Tuesday, June 29, 2010

More on Characters (yeah, I'm talking to you)

by KATE FALL on MARCH 29, 2009

Earlier this week, Christy had some great tips about taking our characters to the next level. Here’s a quote:

As writers, it’s our job to make our characters believable yet unforgettable.

I’d like to make something very clear here: Characters must also have a concrete motivation.

Oh, did you think I was addressing you, dear reader? No, I’d like to make this clear to the characters in my head. You know the type. They come begging you to tell their stories but on closer examination, the stories don’t hold up. Characters in my head, where are your motivations?

Freddie, I’m really sorry that a mystery person is leaving strange notes taped to your locker, but I can’t help you. I don’t know who is doing it or why. I have no idea what you should do about it. Why don’t you ask your friends, who I’d name (if I were writing your story, which I am NOT) Stella and Kim? They seem nice. You know, with such nice friends, I don’t see your life coming to a crisis any time soon, so maybe you should leave me alone.

And Regan? I don’t know why your sister is a liar. Really. No clue. So your tarot card readings come true and she takes credit for it. That’s your problem? Why does that even matter? Are you going to predict something earth shattering? If not, I don’t see how I can make a plot out of it. Maybe you should come back when you predict what your story is about.

Ruth, oh Ruth. I thought I’d hang with you for a while. You seemed interesting. But it was your setting I loved. 1899 Outerbanks of North Carolina in a hurricane is pretty interesting. I thought you’d have something to say. But all you came up with were tangents on whaling and Spanish treasure and then some wacky cousin from the mainland showed up … I don’t know where you’re going with this mishmash. What is it that you want?

Look, Characters in my Head, I appreciate you showing up and all, but I have enough problems trying to write stories for the characters withmotivations. So maybe you can come back around when you have something that you want and we can figure out what your story is then. Agreed?

{ 5 comments… read them below or add one }

Christina Farley 03.31.09 at 1:10 am

You are so right Kate. Those crazy characters of ours can get really out of control and make us forget all about that thing called plot.

Reesha 03.31.09 at 10:32 am

I agree. Often I struggle with seeing into my character’s mind and motivation. Probably because I struggle with seeing what my own motivation is. And even at times when I can pinpoint what I want, it’s hard to keep a carbon copy of myself out of my story.

The whole my-character-is-interesting-and-stuff-just-happens-to-him thing is so much easier to write than to create a living, breathing, human psyche on a 2 dimensional page.

Jarrett 04.01.09 at 4:28 pm

Fantastic post. I can’t tell you how many times I have felt obligated to try and work out the story of a character who has popped into my head. Thanks for helping me realize that I’m under no obligation to follow them around until they do something interesting.

Kate Fall 04.02.09 at 6:40 am

Right, Jarrett?

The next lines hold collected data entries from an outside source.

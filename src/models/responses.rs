//! Response DTOs for the admin API
//!
//! Defines the structure of outgoing HTTP response bodies.

use serde::Serialize;

use crate::cache::CacheStats;
use crate::server::ConnectionStatsSnapshot;

/// Response body for the stats endpoint (GET /stats)
#[derive(Debug, Clone, Serialize)]
pub struct StatsResponse {
    /// Lookup cache counters
    pub cache: CacheStats,
    /// Cache hit rate (hits / (hits + misses))
    pub hit_rate: f64,
    /// Listener counters
    pub connections: ConnectionStatsSnapshot,
}

impl StatsResponse {
    /// Creates a new StatsResponse from cache and connection statistics
    pub fn new(cache: CacheStats, connections: ConnectionStatsSnapshot) -> Self {
        Self {
            hit_rate: cache.hit_rate(),
            cache,
            connections,
        }
    }
}

/// Response body for the health endpoint (GET /health)
#[derive(Debug, Clone, Serialize)]
pub struct HealthResponse {
    /// Health status (e.g., "healthy")
    pub status: String,
    /// Current timestamp in ISO 8601 format
    pub timestamp: String,
}

impl HealthResponse {
    /// Creates a new HealthResponse with current timestamp
    pub fn healthy() -> Self {
        Self {
            status: "healthy".to_string(),
            timestamp: chrono::Utc::now().to_rfc3339(),
        }
    }
}

#[cfg(test)]
mod tests {
    use super::*;

    #[test]
    fn test_stats_response_hit_rate() {
        let cache = CacheStats {
            hits: 80,
            misses: 20,
            ..CacheStats::default()
        };
        let resp = StatsResponse::new(cache, ConnectionStatsSnapshot::default());
        assert!((resp.hit_rate - 0.8).abs() < 0.001);
    }

    #[test]
    fn test_stats_response_serialize() {
        let connections = ConnectionStatsSnapshot {
            accepted: 3,
            active: 1,
            requests: 7,
        };
        let resp = StatsResponse::new(CacheStats::default(), connections);
        let json = serde_json::to_value(&resp).unwrap();

        assert_eq!(json["connections"]["requests"], 7);
        assert_eq!(json["cache"]["hits"], 0);
        assert_eq!(json["hit_rate"], 0.0);
    }

    #[test]
    fn test_health_response_serialize() {
        let resp = HealthResponse::healthy();
        let json = serde_json::to_string(&resp).unwrap();
        assert!(json.contains("healthy"));
        assert!(json.contains("timestamp"));
    }
}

Of course, sometimes I figure out months later what interesting thing they want and get angry at myself because I didn’t write the background to the story while it was fresh in my mind. But really, who has that kind of time on their hands? It’s like being angry at yourself for not doing Christmas shopping in the summer.

Jarrett 04.02.09 at 6:47 am

Those characters who come back just to rub it in your face are the worst. If they think I am going to try and tell their story now … well, they are probably right. But I won’t like it.